╭─ RECORDS PROVIDED

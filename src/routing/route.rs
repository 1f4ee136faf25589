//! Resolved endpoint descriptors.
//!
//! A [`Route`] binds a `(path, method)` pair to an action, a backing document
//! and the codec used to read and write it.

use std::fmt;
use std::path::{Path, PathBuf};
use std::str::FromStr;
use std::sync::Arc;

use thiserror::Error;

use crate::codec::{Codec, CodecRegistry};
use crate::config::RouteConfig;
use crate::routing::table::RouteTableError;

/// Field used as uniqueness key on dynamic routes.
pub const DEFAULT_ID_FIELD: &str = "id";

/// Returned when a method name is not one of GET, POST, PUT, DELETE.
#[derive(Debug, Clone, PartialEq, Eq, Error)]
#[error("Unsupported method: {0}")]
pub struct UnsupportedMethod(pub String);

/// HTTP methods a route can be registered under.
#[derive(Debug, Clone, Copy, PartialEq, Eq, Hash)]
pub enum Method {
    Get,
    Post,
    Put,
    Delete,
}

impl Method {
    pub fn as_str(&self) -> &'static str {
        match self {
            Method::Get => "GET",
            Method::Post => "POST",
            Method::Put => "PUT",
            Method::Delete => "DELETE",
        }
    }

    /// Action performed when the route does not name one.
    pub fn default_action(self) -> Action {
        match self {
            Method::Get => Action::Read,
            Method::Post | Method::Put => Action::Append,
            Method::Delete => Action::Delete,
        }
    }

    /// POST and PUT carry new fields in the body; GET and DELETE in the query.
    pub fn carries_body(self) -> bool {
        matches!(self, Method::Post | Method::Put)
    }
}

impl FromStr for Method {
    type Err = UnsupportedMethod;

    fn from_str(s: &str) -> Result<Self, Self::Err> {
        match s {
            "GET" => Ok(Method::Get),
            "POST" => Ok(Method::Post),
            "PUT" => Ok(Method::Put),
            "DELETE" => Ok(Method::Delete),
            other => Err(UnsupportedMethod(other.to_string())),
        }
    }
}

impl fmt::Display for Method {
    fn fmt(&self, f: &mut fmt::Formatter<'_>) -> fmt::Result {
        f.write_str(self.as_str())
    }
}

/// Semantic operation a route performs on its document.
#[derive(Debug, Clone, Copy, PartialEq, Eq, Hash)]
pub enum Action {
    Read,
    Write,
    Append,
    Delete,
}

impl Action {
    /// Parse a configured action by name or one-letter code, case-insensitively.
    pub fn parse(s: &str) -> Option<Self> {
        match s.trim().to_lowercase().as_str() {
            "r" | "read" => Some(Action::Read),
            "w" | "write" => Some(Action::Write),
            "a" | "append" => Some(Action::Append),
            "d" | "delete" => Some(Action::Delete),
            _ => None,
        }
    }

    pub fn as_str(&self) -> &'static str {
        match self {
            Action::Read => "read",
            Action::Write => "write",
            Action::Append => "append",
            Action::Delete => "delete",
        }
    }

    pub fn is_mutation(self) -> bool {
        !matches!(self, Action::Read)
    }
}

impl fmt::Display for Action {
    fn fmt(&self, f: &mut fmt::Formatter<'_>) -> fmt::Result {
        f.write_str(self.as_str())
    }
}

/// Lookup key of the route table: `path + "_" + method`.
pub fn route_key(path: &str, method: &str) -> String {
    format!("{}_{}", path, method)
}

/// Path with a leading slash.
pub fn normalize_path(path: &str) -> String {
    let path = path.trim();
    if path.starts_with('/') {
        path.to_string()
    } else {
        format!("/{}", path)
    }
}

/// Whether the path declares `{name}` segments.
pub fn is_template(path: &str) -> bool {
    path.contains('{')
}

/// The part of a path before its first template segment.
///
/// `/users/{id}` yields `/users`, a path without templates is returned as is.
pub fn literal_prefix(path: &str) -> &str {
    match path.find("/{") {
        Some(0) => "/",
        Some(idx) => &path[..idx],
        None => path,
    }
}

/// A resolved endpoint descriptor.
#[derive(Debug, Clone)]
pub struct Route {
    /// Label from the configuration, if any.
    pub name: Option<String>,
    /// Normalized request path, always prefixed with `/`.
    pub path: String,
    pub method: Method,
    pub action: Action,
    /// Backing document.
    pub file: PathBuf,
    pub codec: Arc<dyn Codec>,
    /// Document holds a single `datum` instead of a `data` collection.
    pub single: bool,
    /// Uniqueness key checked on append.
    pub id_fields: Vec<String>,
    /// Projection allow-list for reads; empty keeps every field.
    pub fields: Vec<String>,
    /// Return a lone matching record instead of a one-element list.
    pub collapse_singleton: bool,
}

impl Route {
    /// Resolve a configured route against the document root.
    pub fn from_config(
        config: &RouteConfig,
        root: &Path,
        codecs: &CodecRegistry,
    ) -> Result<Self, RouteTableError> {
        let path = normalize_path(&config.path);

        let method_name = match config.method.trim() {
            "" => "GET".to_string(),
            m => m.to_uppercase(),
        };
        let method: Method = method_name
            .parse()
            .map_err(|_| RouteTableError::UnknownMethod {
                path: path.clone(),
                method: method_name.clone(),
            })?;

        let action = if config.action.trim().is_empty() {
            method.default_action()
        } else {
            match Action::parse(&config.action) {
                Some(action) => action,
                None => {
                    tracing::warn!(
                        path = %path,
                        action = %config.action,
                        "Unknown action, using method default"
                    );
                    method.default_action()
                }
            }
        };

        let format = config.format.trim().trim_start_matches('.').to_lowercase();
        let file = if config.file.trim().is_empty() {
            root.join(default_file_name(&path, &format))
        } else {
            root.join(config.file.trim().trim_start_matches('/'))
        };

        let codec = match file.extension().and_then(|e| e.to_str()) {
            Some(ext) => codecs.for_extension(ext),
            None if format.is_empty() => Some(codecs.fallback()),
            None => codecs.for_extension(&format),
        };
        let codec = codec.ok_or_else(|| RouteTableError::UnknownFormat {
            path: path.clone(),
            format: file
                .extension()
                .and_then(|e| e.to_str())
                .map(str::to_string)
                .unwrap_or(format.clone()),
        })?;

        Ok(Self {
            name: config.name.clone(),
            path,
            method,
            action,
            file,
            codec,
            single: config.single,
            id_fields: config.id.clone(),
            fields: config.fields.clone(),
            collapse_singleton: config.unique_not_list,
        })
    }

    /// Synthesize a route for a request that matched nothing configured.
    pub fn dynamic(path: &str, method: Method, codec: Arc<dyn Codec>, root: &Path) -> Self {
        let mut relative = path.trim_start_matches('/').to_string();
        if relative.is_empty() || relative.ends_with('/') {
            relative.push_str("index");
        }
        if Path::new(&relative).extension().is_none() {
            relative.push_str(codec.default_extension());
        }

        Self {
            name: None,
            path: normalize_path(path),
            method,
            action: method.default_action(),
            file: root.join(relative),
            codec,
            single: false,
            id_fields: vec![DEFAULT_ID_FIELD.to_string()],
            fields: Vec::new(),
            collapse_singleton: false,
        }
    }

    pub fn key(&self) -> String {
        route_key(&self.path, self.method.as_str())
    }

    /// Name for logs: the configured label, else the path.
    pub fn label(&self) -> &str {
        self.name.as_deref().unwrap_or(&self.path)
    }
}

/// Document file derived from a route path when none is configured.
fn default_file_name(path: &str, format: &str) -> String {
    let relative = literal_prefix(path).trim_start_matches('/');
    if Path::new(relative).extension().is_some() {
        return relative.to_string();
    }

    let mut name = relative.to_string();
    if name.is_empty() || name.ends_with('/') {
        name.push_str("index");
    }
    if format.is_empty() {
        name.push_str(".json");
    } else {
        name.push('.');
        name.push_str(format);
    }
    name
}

╰─
╭─ RECORDS PROVIDED

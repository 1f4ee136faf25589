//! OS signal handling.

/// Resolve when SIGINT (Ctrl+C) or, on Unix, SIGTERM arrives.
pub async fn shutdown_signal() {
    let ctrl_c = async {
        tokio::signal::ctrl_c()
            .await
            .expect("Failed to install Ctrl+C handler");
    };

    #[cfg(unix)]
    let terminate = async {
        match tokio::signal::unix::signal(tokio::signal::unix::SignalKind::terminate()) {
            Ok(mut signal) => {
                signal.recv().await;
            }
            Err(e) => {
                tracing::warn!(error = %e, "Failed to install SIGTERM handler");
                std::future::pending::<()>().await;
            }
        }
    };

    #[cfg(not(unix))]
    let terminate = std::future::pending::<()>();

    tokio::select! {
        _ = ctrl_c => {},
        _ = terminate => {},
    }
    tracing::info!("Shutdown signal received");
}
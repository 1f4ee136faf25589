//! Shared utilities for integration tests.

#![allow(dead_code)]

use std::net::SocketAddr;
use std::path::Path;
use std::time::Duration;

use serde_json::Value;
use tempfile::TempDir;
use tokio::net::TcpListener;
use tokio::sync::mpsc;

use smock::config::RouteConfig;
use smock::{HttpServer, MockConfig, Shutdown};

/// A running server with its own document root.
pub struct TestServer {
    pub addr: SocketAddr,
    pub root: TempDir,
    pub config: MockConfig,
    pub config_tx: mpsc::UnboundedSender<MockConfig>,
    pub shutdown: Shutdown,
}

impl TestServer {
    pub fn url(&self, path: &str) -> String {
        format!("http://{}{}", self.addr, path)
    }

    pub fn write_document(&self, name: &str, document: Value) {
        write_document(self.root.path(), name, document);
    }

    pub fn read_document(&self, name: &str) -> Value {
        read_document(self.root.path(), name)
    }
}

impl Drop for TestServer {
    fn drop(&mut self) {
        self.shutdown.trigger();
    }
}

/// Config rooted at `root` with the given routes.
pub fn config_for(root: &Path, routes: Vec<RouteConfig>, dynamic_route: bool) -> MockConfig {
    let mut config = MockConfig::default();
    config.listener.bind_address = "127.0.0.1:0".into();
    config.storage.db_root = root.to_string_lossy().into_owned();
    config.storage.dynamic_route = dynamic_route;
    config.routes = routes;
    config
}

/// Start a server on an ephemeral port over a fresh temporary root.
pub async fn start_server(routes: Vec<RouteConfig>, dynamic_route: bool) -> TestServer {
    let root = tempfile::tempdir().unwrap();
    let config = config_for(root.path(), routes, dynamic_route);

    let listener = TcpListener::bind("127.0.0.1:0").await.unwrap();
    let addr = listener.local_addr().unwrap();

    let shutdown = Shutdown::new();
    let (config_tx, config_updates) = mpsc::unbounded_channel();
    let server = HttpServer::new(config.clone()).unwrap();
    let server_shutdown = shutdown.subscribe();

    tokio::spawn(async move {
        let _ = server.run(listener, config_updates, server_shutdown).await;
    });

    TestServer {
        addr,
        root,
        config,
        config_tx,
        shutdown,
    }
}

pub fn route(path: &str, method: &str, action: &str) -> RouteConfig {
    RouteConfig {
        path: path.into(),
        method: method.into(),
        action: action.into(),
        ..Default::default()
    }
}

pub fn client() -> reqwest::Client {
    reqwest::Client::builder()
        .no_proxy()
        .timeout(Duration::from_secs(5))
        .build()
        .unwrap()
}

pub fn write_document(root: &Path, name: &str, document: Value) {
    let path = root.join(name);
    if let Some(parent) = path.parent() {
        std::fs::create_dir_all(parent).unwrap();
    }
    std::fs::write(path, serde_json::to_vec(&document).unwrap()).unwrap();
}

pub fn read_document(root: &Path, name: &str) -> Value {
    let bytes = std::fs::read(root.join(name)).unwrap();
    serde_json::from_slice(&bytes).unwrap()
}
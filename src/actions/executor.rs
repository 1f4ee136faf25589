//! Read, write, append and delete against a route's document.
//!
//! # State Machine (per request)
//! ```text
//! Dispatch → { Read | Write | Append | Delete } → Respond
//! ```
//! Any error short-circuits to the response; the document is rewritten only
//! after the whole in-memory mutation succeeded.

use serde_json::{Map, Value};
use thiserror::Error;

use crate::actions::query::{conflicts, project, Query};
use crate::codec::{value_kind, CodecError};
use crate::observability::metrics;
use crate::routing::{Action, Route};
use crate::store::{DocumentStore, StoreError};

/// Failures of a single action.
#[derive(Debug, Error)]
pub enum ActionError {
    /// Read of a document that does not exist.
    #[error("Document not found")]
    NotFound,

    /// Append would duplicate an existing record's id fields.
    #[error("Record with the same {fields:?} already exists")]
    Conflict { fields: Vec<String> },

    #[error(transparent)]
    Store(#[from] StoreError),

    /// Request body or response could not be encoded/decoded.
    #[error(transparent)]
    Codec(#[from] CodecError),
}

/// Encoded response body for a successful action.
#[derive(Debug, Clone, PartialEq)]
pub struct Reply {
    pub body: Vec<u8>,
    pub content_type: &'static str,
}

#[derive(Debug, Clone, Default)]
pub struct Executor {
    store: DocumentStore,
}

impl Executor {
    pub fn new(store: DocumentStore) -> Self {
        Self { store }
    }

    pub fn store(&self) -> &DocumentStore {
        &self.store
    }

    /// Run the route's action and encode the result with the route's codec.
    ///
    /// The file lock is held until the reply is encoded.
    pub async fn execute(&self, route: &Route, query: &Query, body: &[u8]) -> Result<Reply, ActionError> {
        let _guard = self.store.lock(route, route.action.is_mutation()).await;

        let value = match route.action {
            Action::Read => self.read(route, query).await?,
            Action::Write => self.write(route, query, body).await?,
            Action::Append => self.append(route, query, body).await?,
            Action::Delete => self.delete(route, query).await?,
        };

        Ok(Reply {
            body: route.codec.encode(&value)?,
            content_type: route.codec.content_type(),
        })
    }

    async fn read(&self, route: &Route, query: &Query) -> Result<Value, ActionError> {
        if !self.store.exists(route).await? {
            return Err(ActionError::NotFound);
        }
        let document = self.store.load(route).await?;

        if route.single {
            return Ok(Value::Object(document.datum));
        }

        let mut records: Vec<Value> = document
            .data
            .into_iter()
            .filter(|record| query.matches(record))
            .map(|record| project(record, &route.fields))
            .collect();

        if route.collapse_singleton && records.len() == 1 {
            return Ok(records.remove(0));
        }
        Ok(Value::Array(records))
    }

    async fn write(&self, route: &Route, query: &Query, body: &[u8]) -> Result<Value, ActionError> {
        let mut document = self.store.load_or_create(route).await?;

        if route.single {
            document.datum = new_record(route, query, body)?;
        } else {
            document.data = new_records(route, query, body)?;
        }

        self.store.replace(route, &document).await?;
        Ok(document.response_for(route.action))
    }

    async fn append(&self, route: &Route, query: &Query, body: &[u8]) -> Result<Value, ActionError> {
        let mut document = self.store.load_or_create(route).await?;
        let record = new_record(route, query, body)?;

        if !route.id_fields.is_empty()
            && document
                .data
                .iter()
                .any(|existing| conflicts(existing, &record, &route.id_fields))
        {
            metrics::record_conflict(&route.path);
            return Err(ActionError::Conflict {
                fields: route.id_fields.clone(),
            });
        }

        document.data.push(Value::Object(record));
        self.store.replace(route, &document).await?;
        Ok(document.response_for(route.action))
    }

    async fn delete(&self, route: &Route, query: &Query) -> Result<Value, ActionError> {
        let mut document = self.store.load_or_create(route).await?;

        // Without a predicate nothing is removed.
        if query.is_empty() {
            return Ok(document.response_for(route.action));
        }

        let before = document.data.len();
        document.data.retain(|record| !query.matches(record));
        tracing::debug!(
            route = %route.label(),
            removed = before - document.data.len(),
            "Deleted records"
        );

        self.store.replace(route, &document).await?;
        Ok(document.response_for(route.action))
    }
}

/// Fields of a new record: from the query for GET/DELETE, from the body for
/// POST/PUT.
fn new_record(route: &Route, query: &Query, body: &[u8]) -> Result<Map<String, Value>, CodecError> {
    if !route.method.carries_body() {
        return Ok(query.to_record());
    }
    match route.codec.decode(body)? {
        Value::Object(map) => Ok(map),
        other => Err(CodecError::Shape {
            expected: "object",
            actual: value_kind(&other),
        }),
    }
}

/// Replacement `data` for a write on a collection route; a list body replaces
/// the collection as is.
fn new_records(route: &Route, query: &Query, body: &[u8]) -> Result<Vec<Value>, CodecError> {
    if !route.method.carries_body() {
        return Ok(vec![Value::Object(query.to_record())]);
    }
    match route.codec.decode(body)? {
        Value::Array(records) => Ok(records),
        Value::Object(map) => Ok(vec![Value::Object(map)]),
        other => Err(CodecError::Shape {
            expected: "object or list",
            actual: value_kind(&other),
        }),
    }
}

╰─

WHAT TO PRODUCE
Check the lines above and copy each one that includes "datum".

THE COMPLETED TASK
    /// Document holds a single `datum` instead of a `data` collection.
            return Ok(Value::Object(document.datum));
            document.datum = new_record(route, query, body)?;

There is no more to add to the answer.